Moreover, literature shows that PD type and severity influence sexual functioning and behavior, according to the type of PD [9]. The PD influences self-perception, body image self-appreciation, partner-related romantic, and sexual relationships, playing an important role on different phases of sexual arousal and inhibition [22, 31, 32, 33]. People with Cluster A PD are indeed not interested in creating relationships, therefore, being incapable of having a healthy sexual life. Cluster B PD are instead characterized by having a more turbulent sexuality in light of their disorganized attachment style. For instance, some PDs appear to be strongly connected to an increased risk of engaging HRSB and a lower self-efficacy in refusing sex, when offered the chance [28, 32]. BPD individuals show higher levels of impulsivity and higher chance of being involved in risky behavior with respect to the healthy population. These peculiar traits are reflected on sexuality of BPD affected individuals who show impulsivity in engaging sexual intercourses and manifest RSB [24••, 27, 32, 34•]. Moreover, sexuality could be interpreted by BPD patients as a constant unresolved conflict area in the couple [22]. Data reviewed here highlighted the influence that PDs and pathological personality traits could have on the treatment for a SD, such as ED [20]. This finding suggests the importance of an appropriate investigation of PD profiles approaching to diagnosis and treatment of SDs, an attitude not always present in mental health professionals [44].
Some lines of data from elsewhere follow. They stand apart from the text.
// src/main.rs - Host loop driving the hand tracking pipeline
use anyhow::{bail, Context, Result};
use clap::{Parser, ValueEnum};
use hand_pipeline::config::SourceConfig;
use hand_pipeline::engine::{EngineSettings, TrackingEngine};
use hand_pipeline::error::{CaptureError, PipelineError};
use hand_pipeline::export::HandRecorder;
use hand_pipeline::pipeline::{HandPipeline, PipelineEvent};
use hand_pipeline::source::{CameraCapture, FrameSource, SourceBackend, VideoCapture, VideoFileReader};
use hand_pipeline::{Orientation, PipelineConfig, ProcessingMode};
use std::path::PathBuf;
use std::time::{Duration, Instant};
use tracing::{debug, info, warn};
use tracing_subscriber::EnvFilter;

#[derive(Debug, Clone, Copy, ValueEnum)]
enum ModeArg {
    Sync,
    Async,
}

impl From<ModeArg> for ProcessingMode {
    fn from(mode: ModeArg) -> Self {
        match mode {
            ModeArg::Sync => ProcessingMode::Sync,
            ModeArg::Async => ProcessingMode::Async,
        }
    }
}

#[derive(Parser)]
#[command(name = "hand_pipeline")]
#[command(about = "Runs camera or video frames through the hand tracking engine")]
struct Args {
    /// Configuration file path
    #[arg(short, long)]
    config: Option<PathBuf>,

    /// Processing mode override
    #[arg(short, long, value_enum)]
    mode: Option<ModeArg>,

    /// Read frames from a video file instead of a camera
    #[arg(long)]
    video: Option<PathBuf>,

    /// Camera index
    #[arg(long)]
    camera: Option<u32>,

    /// Use the front-facing camera
    #[arg(long)]
    front: bool,

    /// Short edge of the processing resolution
    #[arg(long)]
    short_edge: Option<u32>,

    /// Record stable hand output to CSV
    #[arg(long)]
    record: bool,

    /// Stop after this many ticks
    #[arg(long)]
    max_ticks: Option<u64>,

    /// Log level
    #[arg(short, long, default_value = "info")]
    log_level: String,
}

impl Args {
    fn apply(&self, config: &mut PipelineConfig) {
        if let Some(mode) = self.mode {
            config.mode = mode.into();
        }
        if let Some(path) = &self.video {
            config.source = SourceConfig::Video {
                path: path.clone(),
                orientation: Orientation::Portrait,
                looping: false,
            };
        } else if let Some(index) = self.camera {
            config.source = SourceConfig::Camera { index: Some(index) };
        }
        if self.front {
            config.front_facing = true;
        }
        if let Some(short_edge) = self.short_edge {
            config.resolution.short_edge = short_edge;
        }
    }
}

fn build_source(config: &PipelineConfig) -> Result<FrameSource> {
    let (backend, orientation) = match &config.source {
        SourceConfig::Camera { index } => {
            let camera = CameraCapture::new(*index, config.front_facing, None);
            (SourceBackend::DeviceCamera(camera), Orientation::Portrait)
        }
        SourceConfig::Video {
            path,
            orientation,
            looping,
        } => {
            let mut reader = VideoFileReader::open(path)?;
            reader.load_all_frames()?;
            (SourceBackend::VideoFile(VideoCapture::new(reader, *looping)), *orientation)
        }
        SourceConfig::ArPassthrough => {
            bail!("AR passthrough needs a compositor supplied by the host runtime")
        }
    };
    Ok(FrameSource::new(backend, orientation, config.mirror_axis))
}

#[cfg(feature = "native-engine")]
fn build_engine() -> Box<dyn TrackingEngine> {
    Box::new(hand_pipeline::engine::NativeEngine::new())
}

#[cfg(not(feature = "native-engine"))]
fn build_engine() -> Box<dyn TrackingEngine> {
    Box::new(hand_pipeline::SimulatedEngine::new())
}

fn log_events(events: Vec<PipelineEvent>) {
    for event in events {
        match event {
            PipelineEvent::LicenseInitialized(status) if !status.is_licensed() => {
                warn!(answer = ?status.license_answer(), "Engine running unlicensed");
            }
            PipelineEvent::CaptureUnavailable(reason) => debug!(%reason, "No frame"),
            PipelineEvent::FrameProcessed { .. } => {}
            other => debug!(event = ?other, "Pipeline event"),
        }
    }
}

#[tokio::main(flavor = "current_thread")]
async fn main() -> Result<()> {
    let args = Args::parse();

    let filter = EnvFilter::try_from_default_env()
        .unwrap_or_else(|_| EnvFilter::new(format!("hand_pipeline={}", args.log_level)));
    tracing_subscriber::fmt().with_env_filter(filter).init();

    let mut config = PipelineConfig::load_or_default(args.config.as_deref())
        .context("Failed to load configuration")?;
    args.apply(&mut config);
    info!(mode = ?config.mode, source = ?config.source, "Starting hand pipeline");

    let source = build_source(&config)?;
    let mut pipeline = HandPipeline::new(source, build_engine(), &config);
    let settings = EngineSettings {
        license_key: config.license_key.clone(),
        ..EngineSettings::default()
    };
    pipeline.initialize(&settings)?;

    let mut recorder = args.record.then(|| {
        let dir = config
            .export_dir
            .clone()
            .unwrap_or_else(PipelineConfig::default_export_dir);
        HandRecorder::new(dir, None)
    });

    let period = Duration::from_secs_f64(1.0 / f64::from(config.target_fps.max(1)));
    let mut interval = tokio::time::interval(period);
    interval.set_missed_tick_behavior(tokio::time::MissedTickBehavior::Skip);
    let started = Instant::now();
    let mut ticks = 0u64;
    let shutdown = tokio::signal::ctrl_c();
    tokio::pin!(shutdown);

    loop {
        tokio::select! {
            _ = &mut shutdown => {
                info!("Shutdown signal received");
                break;
            }
            _ = interval.tick() => {}
        }

        match pipeline.tick() {
            Ok(_) => {}
            Err(PipelineError::Capture(CaptureError::EndOfVideo)) => {
                info!("Video finished");
                break;
            }
            Err(PipelineError::Capture(e)) => debug!(error = %e, "Retrying capture next tick"),
            Err(e) => return Err(e.into()),
        }

        let events = pipeline.drain_events();
        let processed = events
            .iter()
            .any(|e| matches!(e, PipelineEvent::FrameProcessed { .. }));
        if processed {
            if let Some(recorder) = recorder.as_mut() {
                recorder.add_frame(pipeline.stable_hands(), started.elapsed().as_secs_f64());
            }
        }
        log_events(events);

        ticks += 1;
        if args.max_ticks.is_some_and(|max| ticks >= max) {
            break;
        }
    }

    pipeline.shutdown();
    if let Some(recorder) = recorder {
        let dir = recorder.export_csv()?;
        info!(dir = %dir.display(), frames = recorder.frame_count(), "Recording saved");
    }
    Ok(())
}
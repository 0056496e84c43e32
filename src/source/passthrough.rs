// src/source/passthrough.rs - Frames composited by an AR runtime
use super::ResolutionPolicy;
use crate::error::CaptureError;
use crate::session::Orientation;
use image::RgbaImage;

/// The AR runtime that owns the physical camera. It renders its camera
/// image into a frame of the requested size on its own tick.
pub trait PassthroughCompositor: Send {
    /// `None` when the runtime has no new image since the last call.
    fn composite(&mut self, width: u32, height: u32) -> Option<RgbaImage>;

    /// Second eye for headsets; mono runtimes keep the default.
    fn composite_second(&mut self, _width: u32, _height: u32) -> Option<RgbaImage> {
        None
    }

    fn request_facing(&mut self, _front_facing: bool) {}
}

pub struct PassthroughCapture {
    compositor: Box<dyn PassthroughCompositor>,
    display_portrait: (u32, u32),
    policy: ResolutionPolicy,
    front_facing: bool,
}

impl PassthroughCapture {
    pub fn new(
        compositor: Box<dyn PassthroughCompositor>,
        display_portrait: (u32, u32),
        policy: ResolutionPolicy,
    ) -> Self {
        Self {
            compositor,
            display_portrait,
            policy,
            front_facing: false,
        }
    }

    pub fn front_facing(&self) -> bool {
        self.front_facing
    }

    pub fn request_facing(&mut self, front_facing: bool) {
        self.front_facing = front_facing;
        self.compositor.request_facing(front_facing);
    }

    /// Size the runtime is asked to render at for the given orientation.
    pub fn frame_size(&self, orientation: Orientation) -> (u32, u32) {
        let display = ResolutionPolicy::display_for(self.display_portrait, orientation);
        self.policy.target_for(display.0, display.1)
    }

    pub fn capture(
        &mut self,
        orientation: Orientation,
    ) -> Result<(RgbaImage, Option<RgbaImage>), CaptureError> {
        let (width, height) = self.frame_size(orientation);
        let image = self
            .compositor
            .composite(width, height)
            .ok_or(CaptureError::NoFrame)?;
        let second = self.compositor.composite_second(width, height);
        Ok((image, second))
    }
}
As a part of our review, we tried to elucidate the role of PDs in engaging different sexual behaviors. Recent literature correlates the presence of PDs with several dysfunctional sexual behaviors such as compulsive sexual behavior, RSB, sexual offenses, and impulsive sex outside relationships [21••, 23•, 24••, 27, 28, 34•]. Extensive literature is available on the topic of the correlation of SDs and RSB in BPDs [21••, 24••, 27, 28, 34•]. The emotional and relational instability, the process of idealization and devaluation of self and of interpersonal relationships, and the marked impulsivity correlate with greater difficulties in engaging a healthy and satisfactory sexual relationship, both inside and outside a stable romantic relationship. These patients show more proneness to engage RSB [24••, 27, 32, 34•] and have a greater relational insecurity, also resulting in an earlier sexual debut during adolescence [27, 34•]. Also, individuals with higher levels of narcissistic exploitativeness showed greater risk of an earlier sexual debut [26].

The role of dependent personality disorder (DPD) in the development of sexual relationships was also evaluated. To date, evidence on DPDs shows that these individuals tend not to be markedly impaired in their sexual life, both in terms of likelihood of being sexually active and living a healthy sexual relationship [25]. Nevertheless, although findings on patients with cluster C PDs are lacking, one might hypothesize a dysfunctional sexuality, as the fear to undergo rejections from others may generate feelings of sexual failure and therefore avoidant behaviors over sexual experiences. Indeed, Benotsch and colleagues described high levels of impaired sexual behaviors (having less say in sexual behaviors, having sex because of threats and fear of asking a partner to use a condom) in individuals with marked dependency trait [45].

A correlation with the chance of being affected by different PDs appeared to be present at the base of sexual offense perpetuation, as reported by Beauregard and De Lisi [23].

Similar findings should prompt the researcher to investigate accurately sexual life and hypersexuality of such individuals, in order to design a better treatment plan for these PD patients and also in order to prevent future violent sexual acts.

Conclusions

The presence of either a pathological personality trait or a PD increases the likelihood of experiencing sexual and behavioral symptoms. This in turn may be attributed to a common element, i.e., the trauma. Traumatic life experiences, especially during childhood, nurture personality development together with the sexual functioning. This should be taken into high consideration both in research and in the clinical setting.